If you haven't heard of alligator cannibalism, a viral 'Jurassic Park' footage which sparked intrigue in Twitter might enlighten you, as a monster alligator consumes another gator in whole.
As strange as it may seem, this cannibalistic trait has been well-documented in the past. In fact, "bigger gators eat smaller gators all the time." It's just that the recent video might have been the first to actually show how it looks like.
"This happened in my parents' backyard today... The snack is a 6ft gator, #lowcountrylivin," said podcast host Taylor Soper to his Twitter post on Thursday which garnered 4.6 million views and counting.
People 'lose their minds' that anyone could live in such a place where nature's brutality is a potent one.
"That gator basically told them he runs that yard," a comment said.
Alligator Cannibalism is natural
"For adult gators, we humans are their only predator that isn't another alligator." 'Swamp People', Troy Landry says they will stop at nothing to take the cannibalistic gator down. He proves that he will continue to hunt gators through hell or high water in each season aired.
American alligators leave their aquatic hunting grounds to nest in estuaries several feet inland across wetter regions of the Southeast. They build an entire miniature ecosystem for their offspring but is very susceptible for other bigger male gators, in particular, to recognize and feed on juvenile gators.
As a result, the amount of the little gators that survive is extremely small. A female gator can lay around 30 to 50 eggs at a time, but only a handful will live to become.
"That gator's givin' us some drama," Troy says. "We need to catch his ass. Catch him and put him on the barbecue pit," he added.
Spotting a 'bunch of bubbles', Jacob assumes the cannibal gator is within feet of one of their lines. "I knew there was another alligator," he offers. "Didn't know how big it was, but is was going there to eat on the one that was on the line."
Alligator hunting in the Southeastern United States is legal
Since 2007, hunting gators are made legal with proper licenses and tags in order to help maintain populations and also fund further conservation work.
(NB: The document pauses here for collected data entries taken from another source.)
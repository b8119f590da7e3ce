mod cli;
mod commands;
mod demo;
mod infra;
mod routes;
mod server;

use applicant_pipeline::error::AppError;

pub async fn run() -> Result<(), AppError> {
    cli::run().await
}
These reptiles were originally a federally endangered species, but has been brought back from the brink of extinction. Their populations exist today in many states across the Southeast.
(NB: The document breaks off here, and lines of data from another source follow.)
use std::fmt;

use chrono::{DateTime, NaiveDate, NaiveDateTime};
use serde::{Deserialize, Deserializer, Serialize};

use super::store::RecordId;

/// Stable external identifier of an applicant (the "Application ID" column).
#[derive(Debug, Clone, PartialEq, Eq, PartialOrd, Ord, Hash, Serialize, Deserialize)]
#[serde(transparent)]
pub struct ApplicantId(pub String);

impl fmt::Display for ApplicantId {
    fn fmt(&self, f: &mut fmt::Formatter<'_>) -> fmt::Result {
        f.write_str(&self.0)
    }
}

/// Portable, denormalized snapshot of one applicant's linked records.
///
/// This is the only persisted artifact whose JSON shape must survive projection and
/// rematerialization cycles, so field names here are part of the contract.
#[derive(Debug, Clone, PartialEq, Serialize, Deserialize)]
pub struct ApplicantDocument {
    pub applicant_id: ApplicantId,
    #[serde(alias = "record_id")]
    pub source_record_id: RecordId,
    #[serde(default)]
    pub personal: Option<PersonalSection>,
    #[serde(default, deserialize_with = "null_as_empty")]
    pub experience: Vec<ExperienceEntry>,
    #[serde(default)]
    pub salary: Option<SalarySection>,
}

#[derive(Debug, Clone, Default, PartialEq, Serialize, Deserialize)]
#[serde(default)]
pub struct PersonalSection {
    pub name: Option<String>,
    pub email: Option<String>,
    pub location: Option<String>,
    #[serde(alias = "linkedin")]
    pub profile_url: Option<String>,
}

#[derive(Debug, Clone, Default, PartialEq, Serialize, Deserialize)]
#[serde(default)]
pub struct ExperienceEntry {
    #[serde(alias = "record_id", skip_serializing_if = "Option::is_none")]
    pub source_record_id: Option<RecordId>,
    pub company: Option<String>,
    pub title: Option<String>,
    #[serde(alias = "start", deserialize_with = "lenient_date")]
    pub start_date: Option<NaiveDate>,
    /// `None` marks the current role.
    #[serde(alias = "end", deserialize_with = "lenient_date")]
    pub end_date: Option<NaiveDate>,
    #[serde(deserialize_with = "null_as_empty")]
    pub technologies: Vec<String>,
}

#[derive(Debug, Clone, Default, PartialEq, Serialize, Deserialize)]
#[serde(default)]
pub struct SalarySection {
    pub preferred_rate: Option<f64>,
    pub minimum_rate: Option<f64>,
    pub currency: Option<CurrencyCode>,
    #[serde(alias = "availability")]
    pub weekly_availability: Option<f64>,
}

/// ISO-4217-like currency code. Missing codes resolve to the reference currency through
/// `Option::unwrap_or_default`.
#[derive(Debug, Clone, PartialEq, Eq, Hash, Serialize, Deserialize)]
#[serde(untagged)]
pub enum CurrencyCode {
    Code(String),
}

impl CurrencyCode {
    pub const REFERENCE: &'static str = "USD";

    pub fn new(code: impl AsRef<str>) -> Self {
        Self::Code(code.as_ref().trim().to_ascii_uppercase())
    }

    pub fn as_str(&self) -> &str {
        match self {
            CurrencyCode::Code(code) => code.as_str(),
        }
    }
}

impl Default for CurrencyCode {
    fn default() -> Self {
        Self::Code(Self::REFERENCE.to_string())
    }
}

impl fmt::Display for CurrencyCode {
    fn fmt(&self, f: &mut fmt::Formatter<'_>) -> fmt::Result {
        f.write_str(self.as_str())
    }
}

impl ApplicantDocument {
    pub fn new(applicant_id: ApplicantId, source_record_id: RecordId) -> Self {
        Self {
            applicant_id,
            source_record_id,
            personal: None,
            experience: Vec::new(),
            salary: None,
        }
    }

    /// Pretty-printed JSON, the form stored on the applicant row.
    pub fn to_json(&self) -> Result<String, DocumentError> {
        serde_json::to_string_pretty(self).map_err(DocumentError::Encode)
    }

    pub fn from_json(raw: &str) -> Result<Self, DocumentError> {
        if raw.trim().is_empty() {
            return Err(DocumentError::Blank);
        }
        serde_json::from_str(raw).map_err(DocumentError::Malformed)
    }

    pub fn display_name(&self) -> &str {
        self.personal
            .as_ref()
            .and_then(|personal| personal.name.as_deref())
            .filter(|name| !name.trim().is_empty())
            .unwrap_or(self.applicant_id.0.as_str())
    }
}

#[derive(Debug, thiserror::Error)]
pub enum DocumentError {
    #[error("document is blank")]
    Blank,
    #[error("document does not match the expected structure: {0}")]
    Malformed(#[source] serde_json::Error),
    #[error("document could not be encoded: {0}")]
    Encode(#[source] serde_json::Error),
}

/// Terminal outcome written to the applicant row by the shortlist workflow.
#[derive(Debug, Clone, Copy, PartialEq, Eq, Serialize, Deserialize)]
pub enum ShortlistStatus {
    Shortlisted,
    Rejected,
}

impl ShortlistStatus {
    pub const fn label(self) -> &'static str {
        match self {
            ShortlistStatus::Shortlisted => "Shortlisted",
            ShortlistStatus::Rejected => "Rejected",
        }
    }

    pub fn from_label(value: &str) -> Option<Self> {
        match value.trim().to_ascii_lowercase().as_str() {
            "shortlisted" => Some(Self::Shortlisted),
            "rejected" => Some(Self::Rejected),
            _ => None,
        }
    }
}

/// Recoverable data problems noticed while reading or writing records.
#[derive(Debug, Clone, PartialEq, Serialize)]
#[serde(tag = "kind", rename_all = "snake_case")]
pub enum DataQualityWarning {
    ExtraLinks {
        section: &'static str,
        count: usize,
    },
    DanglingLink {
        table: String,
        record_id: RecordId,
    },
    UnparsableDate {
        record_id: RecordId,
        field: &'static str,
        value: String,
    },
    NonNumericValue {
        record_id: RecordId,
        field: &'static str,
    },
    ApplicantIdMismatch {
        document: ApplicantId,
        record: ApplicantId,
    },
}

impl fmt::Display for DataQualityWarning {
    fn fmt(&self, f: &mut fmt::Formatter<'_>) -> fmt::Result {
        match self {
            DataQualityWarning::ExtraLinks { section, count } => write!(
                f,
                "{count} {section} links found, only the first is used"
            ),
            DataQualityWarning::DanglingLink { table, record_id } => {
                write!(f, "linked record {record_id} missing from {table}")
            }
            DataQualityWarning::UnparsableDate {
                record_id,
                field,
                value,
            } => write!(f, "{field} '{value}' on {record_id} is not a date"),
            DataQualityWarning::NonNumericValue { record_id, field } => {
                write!(f, "{field} on {record_id} is not numeric")
            }
            DataQualityWarning::ApplicantIdMismatch { document, record } => write!(
                f,
                "document belongs to {document} but the record carries {record}"
            ),
        }
    }
}

/// Accepts `YYYY-MM-DD`, RFC 3339 timestamps, and `YYYY-MM-DDTHH:MM:SS`.
pub fn parse_date(value: &str) -> Option<NaiveDate> {
    let trimmed = value.trim();
    if trimmed.is_empty() {
        return None;
    }

    if let Ok(date) = NaiveDate::parse_from_str(trimmed, "%Y-%m-%d") {
        return Some(date);
    }

    if let Ok(dt) = DateTime::parse_from_rfc3339(trimmed) {
        return Some(dt.naive_utc().date());
    }

    NaiveDateTime::parse_from_str(trimmed, "%Y-%m-%dT%H:%M:%S")
        .ok()
        .map(|dt| dt.date())
}

fn lenient_date<'de, D>(deserializer: D) -> Result<Option<NaiveDate>, D::Error>
where
    D: Deserializer<'de>,
{
    let raw = Option::<String>::deserialize(deserializer)?;
    match raw {
        None => Ok(None),
        Some(value) if value.trim().is_empty() => Ok(None),
        Some(value) => parse_date(&value)
            .map(Some)
            .ok_or_else(|| serde::de::Error::custom(format!("invalid date '{value}'"))),
    }
}

fn null_as_empty<'de, D, T>(deserializer: D) -> Result<Vec<T>, D::Error>
where
    D: Deserializer<'de>,
    T: Deserialize<'de>,
{
    Ok(Option::<Vec<T>>::deserialize(deserializer)?.unwrap_or_default())
}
Other times, available gator tags are reduced to "continue managing the alligator population with an eye on conserving the species. As well as controlling nuisance issues and providing hunting opportunities," said Arkansas Game & Fish Commission.
In the show Swamp People, every hunting season, each hunter has a bag limit and purchases their own tags. Hunters could receive only one tag or dozens depending on the population and nature of the species. The previous season's performance determines the number of tags the hunter can have.